[[ Data open ]]

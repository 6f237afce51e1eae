//! Seedable randomness for battle resolution.
//!
//! Every random draw the rules make (damage rolls, status chances, AI choices,
//! turn-order tie-breaks) goes through a single [`BattleRng`] owned by the
//! session. Given the same seed and the same sequence of calls, a battle plays
//! out identically, which keeps tests reproducible.

use core::fmt;

/// RNG oracle for deterministic random number generation.
///
/// Implementations must be deterministic and produce the same values
/// given the same seed.
pub trait RngOracle: Send + Sync {
    /// Generate a random u32 value from a seed.
    fn next_u32(&self, seed: u64) -> u32;

    /// Roll a d100 (1-100 inclusive).
    fn roll_d100(&self, seed: u64) -> u32 {
        (self.next_u32(seed) % 100) + 1
    }

    /// Generate a random value in range [min, max] inclusive.
    fn range(&self, seed: u64, min: u32, max: u32) -> u32 {
        if min >= max {
            return min;
        }
        let span = (max - min) as u64 + 1;
        min + (self.next_u32(seed) as u64 % span) as u32
    }
}

/// PCG random number generator (PCG-XSH-RR, 64-bit state, 32-bit output).
#[derive(Clone, Copy, Debug, Default)]
pub struct PcgRng;

impl PcgRng {
    const MULTIPLIER: u64 = 6364136223846793005;
    const INCREMENT: u64 = 1442695040888963407;

    #[inline]
    fn pcg_step(state: u64) -> u64 {
        state
            .wrapping_mul(Self::MULTIPLIER)
            .wrapping_add(Self::INCREMENT)
    }

    #[inline]
    fn pcg_output(state: u64) -> u32 {
        let xorshifted = (((state >> 18) ^ state) >> 27) as u32;
        let rot = (state >> 59) as u32;
        xorshifted.rotate_right(rot)
    }
}

impl RngOracle for PcgRng {
    fn next_u32(&self, seed: u64) -> u32 {
        Self::pcg_output(Self::pcg_step(seed))
    }
}

/// Why a random value is being drawn.
///
/// Mixed into the per-draw seed so independent rolls in the same step never
/// share a seed.
#[derive(Clone, Copy, Debug, PartialEq, Eq, Hash)]
#[repr(u32)]
pub enum RollContext {
    Damage = 0,
    PpSteal = 1,
    ShieldBoost = 2,
    Healing = 3,
    StatusChance = 4,
    EffectTrigger = 5,
    AiMove = 6,
    AiTarget = 7,
    TieBreak = 8,
}

/// Compute a per-draw seed from the battle seed, the draw counter and the
/// draw context.
pub fn compute_seed(game_seed: u64, nonce: u64, context: RollContext) -> u64 {
    // SplitMix64 / FxHash multipliers
    let mut hash = game_seed;
    hash ^= nonce.wrapping_mul(0x9e3779b97f4a7c15);
    hash ^= (context as u64).wrapping_mul(0x517cc1b727220a95);

    hash ^= hash >> 33;
    hash = hash.wrapping_mul(0xff51afd7ed558ccd);
    hash ^= hash >> 33;

    hash
}

/// Stateful random source owned by a battle session.
pub struct BattleRng {
    oracle: Box<dyn RngOracle>,
    seed: u64,
    nonce: u64,
}

impl BattleRng {
    /// Create a PCG-backed source from a seed.
    pub fn seeded(seed: u64) -> Self {
        Self::with_oracle(PcgRng, seed)
    }

    /// Create a source backed by a custom oracle (scripted values in tests).
    pub fn with_oracle(oracle: impl RngOracle + 'static, seed: u64) -> Self {
        Self {
            oracle: Box::new(oracle),
            seed,
            nonce: 0,
        }
    }

    pub fn seed(&self) -> u64 {
        self.seed
    }

    /// Number of values drawn so far.
    pub fn draws(&self) -> u64 {
        self.nonce
    }

    fn advance(&mut self, context: RollContext) -> u64 {
        let seed = compute_seed(self.seed, self.nonce, context);
        self.nonce += 1;
        seed
    }

    pub fn next_u32(&mut self, context: RollContext) -> u32 {
        let seed = self.advance(context);
        self.oracle.next_u32(seed)
    }

    /// Uniform value in `[min, max]`, inclusive.
    pub fn range(&mut self, context: RollContext, min: u32, max: u32) -> u32 {
        let seed = self.advance(context);
        self.oracle.range(seed, min, max)
    }

    /// Percent check. `0` never succeeds and no value is drawn for `>= 100`.
    pub fn chance(&mut self, context: RollContext, percent: u8) -> bool {
        if percent >= 100 {
            return true;
        }
        if percent == 0 {
            return false;
        }
        let seed = self.advance(context);
        self.oracle.roll_d100(seed) <= percent as u32
    }

    /// Uniform index into a collection of `len` items.
    pub fn pick(&mut self, context: RollContext, len: usize) -> Option<usize> {
        if len == 0 {
            return None;
        }
        let seed = self.advance(context);
        Some(self.oracle.range(seed, 0, (len - 1) as u32) as usize)
    }
}

impl fmt::Debug for BattleRng {
    fn fmt(&self, f: &mut fmt::Formatter<'_>) -> fmt::Result {
        f.debug_struct("BattleRng")
            .field("seed", &self.seed)
            .field("nonce", &self.nonce)
            .finish_non_exhaustive()
    }
}

#[cfg(test)]
mod tests {
    use super::*;

    #[test]
    fn same_seed_same_sequence() {
        let mut a = BattleRng::seeded(12345);
        let mut b = BattleRng::seeded(12345);

        for _ in 0..100 {
            assert_eq!(
                a.next_u32(RollContext::Damage),
                b.next_u32(RollContext::Damage)
            );
        }
    }

    #[test]
    fn range_is_inclusive_and_bounded() {
        let mut rng = BattleRng::seeded(42);
        let mut saw_min = false;
        let mut saw_max = false;

        for _ in 0..500 {
            let value = rng.range(RollContext::Damage, 3, 6);
            assert!((3..=6).contains(&value));
            saw_min |= value == 3;
            saw_max |= value == 6;
        }

        assert!(saw_min && saw_max);
    }

    #[test]
    fn chance_extremes_are_fixed() {
        let mut rng = BattleRng::seeded(7);
        for _ in 0..50 {
            assert!(rng.chance(RollContext::StatusChance, 100));
            assert!(!rng.chance(RollContext::StatusChance, 0));
        }
        assert_eq!(rng.draws(), 0);
    }

    #[test]
    fn pick_handles_empty() {
        let mut rng = BattleRng::seeded(1);
        assert_eq!(rng.pick(RollContext::AiMove, 0), None);
        assert_eq!(rng.pick(RollContext::AiMove, 1), Some(0));
    }
}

[[ Data closed ]]

Having read the entries, repeat them all exactly.

Problem solution –
repository 6f237afce51e1eae
//! Seedable randomness for battle resolution.
//!
//! Every random draw the rules make (damage rolls, status chances, AI choices,
//! turn-order tie-breaks) goes through a single [`BattleRng`] owned by the
//! session. Given the same seed and the same sequence of calls, a battle plays
//! out identically, which keeps tests reproducible.

use core::fmt;

/// RNG oracle for deterministic random number generation.
///
/// Implementations must be deterministic and produce the same values
/// given the same seed.
pub trait RngOracle: Send + Sync {
    /// Generate a random u32 value from a seed.
    fn next_u32(&self, seed: u64) -> u32;

    /// Roll a d100 (1-100 inclusive).
    fn roll_d100(&self, seed: u64) -> u32 {
        (self.next_u32(seed) % 100) + 1
    }

    /// Generate a random value in range [min, max] inclusive.
    fn range(&self, seed: u64, min: u32, max: u32) -> u32 {
        if min >= max {
            return min;
        }
        let span = (max - min) as u64 + 1;
        min + (self.next_u32(seed) as u64 % span) as u32
    }
}

/// PCG random number generator (PCG-XSH-RR, 64-bit state, 32-bit output).
#[derive(Clone, Copy, Debug, Default)]
pub struct PcgRng;

impl PcgRng {
    const MULTIPLIER: u64 = 6364136223846793005;
    const INCREMENT: u64 = 1442695040888963407;

    #[inline]
    fn pcg_step(state: u64) -> u64 {
        state
            .wrapping_mul(Self::MULTIPLIER)
            .wrapping_add(Self::INCREMENT)
    }

    #[inline]
    fn pcg_output(state: u64) -> u32 {
        let xorshifted = (((state >> 18) ^ state) >> 27) as u32;
        let rot = (state >> 59) as u32;
        xorshifted.rotate_right(rot)
    }
}

impl RngOracle for PcgRng {
    fn next_u32(&self, seed: u64) -> u32 {
        Self::pcg_output(Self::pcg_step(seed))
    }
}

/// Why a random value is being drawn.
///
/// Mixed into the per-draw seed so independent rolls in the same step never
/// share a seed.
#[derive(Clone, Copy, Debug, PartialEq, Eq, Hash)]
#[repr(u32)]
pub enum RollContext {
    Damage = 0,
    PpSteal = 1,
    ShieldBoost = 2,
    Healing = 3,
    StatusChance = 4,
    EffectTrigger = 5,
    AiMove = 6,
    AiTarget = 7,
    TieBreak = 8,
}

/// Compute a per-draw seed from the battle seed, the draw counter and the
/// draw context.
pub fn compute_seed(game_seed: u64, nonce: u64, context: RollContext) -> u64 {
    // SplitMix64 / FxHash multipliers
    let mut hash = game_seed;
    hash ^= nonce.wrapping_mul(0x9e3779b97f4a7c15);
    hash ^= (context as u64).wrapping_mul(0x517cc1b727220a95);

    hash ^= hash >> 33;
    hash = hash.wrapping_mul(0xff51afd7ed558ccd);
    hash ^= hash >> 33;

    hash
}

/// Stateful random source owned by a battle session.
pub struct BattleRng {
    oracle: Box<dyn RngOracle>,
    seed: u64,
    nonce: u64,
}

impl BattleRng {
    /// Create a PCG-backed source from a seed.
    pub fn seeded(seed: u64) -> Self {
        Self::with_oracle(PcgRng, seed)
    }

    /// Create a source backed by a custom oracle (scripted values in tests).
    pub fn with_oracle(oracle: impl RngOracle + 'static, seed: u64) -> Self {
        Self {
            oracle: Box::new(oracle),
            seed,
            nonce: 0,
        }
    }

    pub fn seed(&self) -> u64 {
        self.seed
    }

    /// Number of values drawn so far.
    pub fn draws(&self) -> u64 {
        self.nonce
    }

    fn advance(&mut self, context: RollContext) -> u64 {
        let seed = compute_seed(self.seed, self.nonce, context);
        self.nonce += 1;
        seed
    }

    pub fn next_u32(&mut self, context: RollContext) -> u32 {
        let seed = self.advance(context);
        self.oracle.next_u32(seed)
    }

    /// Uniform value in `[min, max]`, inclusive.
    pub fn range(&mut self, context: RollContext, min: u32, max: u32) -> u32 {
        let seed = self.advance(context);
        self.oracle.range(seed, min, max)
    }

    /// Percent check. `0` never succeeds and no value is drawn for `>= 100`.
    pub fn chance(&mut self, context: RollContext, percent: u8) -> bool {
        if percent >= 100 {
            return true;
        }
        if percent == 0 {
            return false;
        }
        let seed = self.advance(context);
        self.oracle.roll_d100(seed) <= percent as u32
    }

    /// Uniform index into a collection of `len` items.
    pub fn pick(&mut self, context: RollContext, len: usize) -> Option<usize> {
        if len == 0 {
            return None;
        }
        let seed = self.advance(context);
        Some(self.oracle.range(seed, 0, (len - 1) as u32) as usize)
    }
}

impl fmt::Debug for BattleRng {
    fn fmt(&self, f: &mut fmt::Formatter<'_>) -> fmt::Result {
        f.debug_struct("BattleRng")
            .field("seed", &self.seed)
            .field("nonce", &self.nonce)
            .finish_non_exhaustive()
    }
}

#[cfg(test)]
mod tests {
    use super::*;

    #[test]
    fn same_seed_same_sequence() {
        let mut a = BattleRng::seeded(12345);
        let mut b = BattleRng::seeded(12345);

        for _ in 0..100 {
            assert_eq!(
                a.next_u32(RollContext::Damage),
                b.next_u32(RollContext::Damage)
            );
        }
    }

    #[test]
    fn range_is_inclusive_and_bounded() {
        let mut rng = BattleRng::seeded(42);
        let mut saw_min = false;
        let mut saw_max = false;

        for _ in 0..500 {
            let value = rng.range(RollContext::Damage, 3, 6);
            assert!((3..=6).contains(&value));
            saw_min |= value == 3;
            saw_max |= value == 6;
        }

        assert!(saw_min && saw_max);
    }

    #[test]
    fn chance_extremes_are_fixed() {
        let mut rng = BattleRng::seeded(7);
        for _ in 0..50 {
            assert!(rng.chance(RollContext::StatusChance, 100));
            assert!(!rng.chance(RollContext::StatusChance, 0));
        }
        assert_eq!(rng.draws(), 0);
    }

    #[test]
    fn pick_handles_empty() {
        let mut rng = BattleRng::seeded(1);
        assert_eq!(rng.pick(RollContext::AiMove, 0), None);
        assert_eq!(rng.pick(RollContext::AiMove, 1), Some(0));
    }
}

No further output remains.